┏━━

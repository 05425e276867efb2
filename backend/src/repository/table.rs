//! Column Mapping
//!
//! Describes how each entity's remote row is laid out in SQLite and
//! converts between JSON row values and SQL values. Rows keep the same
//! snake_case field names as the hosted service.

use rusqlite::types::Value as SqlValue;
use serde_json::Value;
use taskdeck::models::Entity;
use taskdeck::{Project, Task, TeamMember};

use crate::domain::{DomainError, DomainResult};

#[derive(Debug, Clone, Copy, PartialEq, Eq)]
pub enum ColumnKind {
    Text,
    /// JSON bool stored as 0/1
    Bool,
    /// Arrays and objects stored as JSON text
    Json,
}

#[derive(Debug, Clone, Copy)]
pub struct Column {
    pub name: &'static str,
    pub kind: ColumnKind,
}

const fn text(name: &'static str) -> Column {
    Column {
        name,
        kind: ColumnKind::Text,
    }
}

const fn flag(name: &'static str) -> Column {
    Column {
        name,
        kind: ColumnKind::Bool,
    }
}

const fn json(name: &'static str) -> Column {
    Column {
        name,
        kind: ColumnKind::Json,
    }
}

/// Data columns of an entity table; `id`, `user_id` and `created_at` are implied
#[derive(Debug, Clone, Copy)]
pub struct TableSpec {
    pub columns: &'static [Column],
}

impl TableSpec {
    pub fn column(&self, name: &str) -> Option<&Column> {
        self.columns.iter().find(|c| c.name == name)
    }

    /// `id, user_id, created_at, <data columns>` in select order
    pub fn select_list(&self) -> String {
        let mut names = vec!["id", "user_id", "created_at"];
        names.extend(self.columns.iter().map(|c| c.name));
        names.join(", ")
    }
}

/// Entities the local gateway can persist
pub trait Stored: Entity {
    const LAYOUT: TableSpec;
}

impl Stored for Task {
    const LAYOUT: TableSpec = TableSpec {
        columns: &[
            text("title"),
            text("description"),
            text("category"),
            text("priority"),
            text("status"),
            text("assignee"),
            json("tags"),
            json("subtasks"),
            text("due_date"),
            flag("completed"),
        ],
    };
}

impl Stored for Project {
    const LAYOUT: TableSpec = TableSpec {
        columns: &[
            text("title"),
            text("description"),
            text("start_date"),
            text("end_date"),
            text("budget"),
            text("priority"),
            text("category"),
            json("team_members"),
            text("status"),
            text("color"),
            text("bg"),
        ],
    };
}

impl Stored for TeamMember {
    const LAYOUT: TableSpec = TableSpec {
        columns: &[
            text("name"),
            text("role"),
            text("email"),
            text("department"),
            text("access_level"),
            text("status"),
        ],
    };
}

pub fn to_sql(column: &Column, value: &Value) -> DomainResult<SqlValue> {
    Ok(match (column.kind, value) {
        (_, Value::Null) => SqlValue::Null,
        (ColumnKind::Text, Value::String(s)) => SqlValue::Text(s.clone()),
        (ColumnKind::Text, Value::Number(n)) => SqlValue::Text(n.to_string()),
        (ColumnKind::Bool, Value::Bool(b)) => SqlValue::Integer(i64::from(*b)),
        (ColumnKind::Json, v @ (Value::Array(_) | Value::Object(_))) => SqlValue::Text(serde_json::to_string(v)?),
        (_, other) => {
            return Err(DomainError::InvalidInput(format!(
                "unexpected value for {}: {}",
                column.name, other
            )))
        }
    })
}

pub fn from_sql(column: &Column, value: SqlValue) -> DomainResult<Value> {
    Ok(match (column.kind, value) {
        (_, SqlValue::Null) => Value::Null,
        (ColumnKind::Bool, SqlValue::Integer(i)) => Value::Bool(i != 0),
        (ColumnKind::Json, SqlValue::Text(s)) => serde_json::from_str(&s)?,
        (_, SqlValue::Text(s)) => Value::String(s),
        (_, SqlValue::Integer(i)) => Value::from(i),
        (_, SqlValue::Real(f)) => Value::from(f),
        (_, SqlValue::Blob(_)) => {
            return Err(DomainError::Internal(format!("blob in column {}", column.name)))
        }
    })
}

#[cfg(test)]
mod tests {
    use super::*;
    use serde_json::json;

    #[test]
    fn test_bool_and_json_columns() {
        let completed = flag("completed");
        assert_eq!(to_sql(&completed, &json!(true)).unwrap(), SqlValue::Integer(1));
        assert_eq!(from_sql(&completed, SqlValue::Integer(0)).unwrap(), json!(false));

        let tags = json("tags");
        let stored = to_sql(&tags, &json!(["a", "b"])).unwrap();
        assert_eq!(stored, SqlValue::Text(r#"["a","b"]"#.into()));
        assert_eq!(from_sql(&tags, stored).unwrap(), json!(["a", "b"]));
    }

    #[test]
    fn test_null_passes_through() {
        let due = text("due_date");
        assert_eq!(to_sql(&due, &Value::Null).unwrap(), SqlValue::Null);
        assert_eq!(from_sql(&due, SqlValue::Null).unwrap(), Value::Null);
    }

    #[test]
    fn test_rejects_mismatched_value() {
        assert!(to_sql(&flag("completed"), &json!("yes")).is_err());
        assert!(to_sql(&text("title"), &json!(["x"])).is_err());
    }

    #[test]
    fn test_select_list() {
        assert_eq!(
            TeamMember::LAYOUT.select_list(),
            "id, user_id, created_at, name, role, email, department, access_level, status"
        );
        assert!(Task::LAYOUT.column("due_date").is_some());
        assert!(Task::LAYOUT.column("user_id").is_none());
    }
}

┗━━

[Task details] Look through the records above for the word "flag". Report how many lines contain it, as a bare number.

[Task response] 4